Chef tip, if you want crispier edges, place the casserole under a broiler for 1 to 2 minutes, watching closely.
Storage, Reuse
Proper storage keeps texture and food safety. Cool to room temperature, then refrigerate or freeze in portions.
- Refrigerate, airtight container, 3 to 4 days.
- Freeze, wrapped in foil and plastic, up to 3 months, thaw overnight before reheating.
- Reheat, 180 degrees C (350 degrees F) for 15 to 20 minutes, or microwave 90 to 120 seconds per serving.
Related Recipes / See Also
If you love this, try our creamy variations and breakfast cookies for a balanced meal plan. Pair this dish with lighter desserts like fluffy jello recipes for easy entertaining.
- Sweet breakfast option, try banana oatmeal protein breakfast cookies for grab-and-go mornings.

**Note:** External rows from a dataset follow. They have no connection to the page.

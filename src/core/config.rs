//! Game configuration.
//!
//! The defaults describe the standard two-handed game: a 48-card double deck
//! (two copies of each rank and suit), dealt in three packets of four.
//! `seed` is the reproducibility seam for shuffles and coin tosses.

use serde::{Deserialize, Serialize};

use crate::cards::{Rank, Suit};
use crate::error::ConfigError;

/// Complete game configuration.
#[derive(Clone, Debug, PartialEq, Eq, Serialize, Deserialize)]
#[serde(default)]
pub struct GameConfig {
    /// Physical copies of each rank×suit combination.
    pub copies_per_card: u8,

    /// Number of dealing rounds at the start of a round.
    pub deal_packets: u8,

    /// Cards handed to each seat per dealing round.
    pub packet_size: u8,

    /// Fixed RNG seed. `None` seeds from OS entropy.
    pub seed: Option<u64>,
}

impl Default for GameConfig {
    fn default() -> Self {
        Self {
            copies_per_card: 2,
            deal_packets: 3,
            packet_size: 4,
            seed: None,
        }
    }
}

impl GameConfig {
    /// Create the standard configuration.
    #[must_use]
    pub fn new() -> Self {
        Self::default()
    }

    /// Use a fixed seed.
    #[must_use]
    pub fn with_seed(mut self, seed: u64) -> Self {
        self.seed = Some(seed);
        self
    }

    /// Set the number of copies of each card.
    #[must_use]
    pub fn with_copies_per_card(mut self, copies: u8) -> Self {
        self.copies_per_card = copies;
        self
    }

    /// Set the deal shape.
    #[must_use]
    pub fn with_deal(mut self, packets: u8, packet_size: u8) -> Self {
        self.deal_packets = packets;
        self.packet_size = packet_size;
        self
    }

    /// Total cards in the deck.
    #[must_use]
    pub fn deck_size(&self) -> usize {
        Rank::ALL.len() * Suit::ALL.len() * self.copies_per_card as usize
    }

    /// Cards each seat holds after the initial deal.
    #[must_use]
    pub fn hand_size(&self) -> usize {
        self.deal_packets as usize * self.packet_size as usize
    }

    /// Check the configuration describes a playable deal.
    ///
    /// Both hands plus the trump card must fit in the deck.
    pub fn validate(&self) -> Result<(), ConfigError> {
        if self.copies_per_card == 0 {
            return Err(ConfigError::NoCopies);
        }
        if self.hand_size() == 0 {
            return Err(ConfigError::EmptyDeal);
        }
        let needed = self.hand_size() * 2 + 1;
        if needed > self.deck_size() {
            return Err(ConfigError::DealTooLarge {
                needed,
                deck_size: self.deck_size(),
            });
        }
        Ok(())
    }
}

#[cfg(test)]
mod tests {
    use super::*;

    #[test]
    fn test_default_config() {
        let config = GameConfig::default();

        assert_eq!(config.deck_size(), 48);
        assert_eq!(config.hand_size(), 12);
        assert_eq!(config.seed, None);
        assert!(config.validate().is_ok());
    }

    #[test]
    fn test_builder() {
        let config = GameConfig::new().with_seed(9).with_deal(2, 3);

        assert_eq!(config.seed, Some(9));
        assert_eq!(config.hand_size(), 6);
    }

    #[test]
    fn test_validate_rejects_zero_copies() {
        let config = GameConfig::new().with_copies_per_card(0);
        assert_eq!(config.validate(), Err(ConfigError::NoCopies));
    }

    #[test]
    fn test_validate_rejects_empty_deal() {
        let config = GameConfig::new().with_deal(0, 4);
        assert_eq!(config.validate(), Err(ConfigError::EmptyDeal));
    }

    #[test]
    fn test_validate_rejects_oversized_deal() {
        let config = GameConfig::new().with_copies_per_card(1).with_deal(3, 4);
        assert_eq!(
            config.validate(),
            Err(ConfigError::DealTooLarge {
                needed: 25,
                deck_size: 24
            })
        );
    }

    #[test]
    fn test_config_serde_with_defaults() {
        let config: GameConfig = serde_json::from_str(r#"{"seed": 5}"#).unwrap();

        assert_eq!(config, GameConfig::new().with_seed(5));

        let json = serde_json::to_string(&config).unwrap();
        let back: GameConfig = serde_json::from_str(&json).unwrap();
        assert_eq!(back, config);
    }
}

- Hearty dinner option, see creamy white chicken chili recipes for cozy weekends.
- More high-protein chicken ideas in our high protein chicken recipes collection.
For egg nutrition data, consult the USDA nutrient database for authoritative values USDA.
Conclusion
This Dairy Free Chicken Sausage Breakfast Casserole is an easy, protein-forward meal that holds up for meal prep and large breakfasts. Follow the steps, avoid the common mistakes checklist, and use the storage tips to make mornings simpler. Enjoy a dairy free, flavorful casserole that slices clean and reheats well.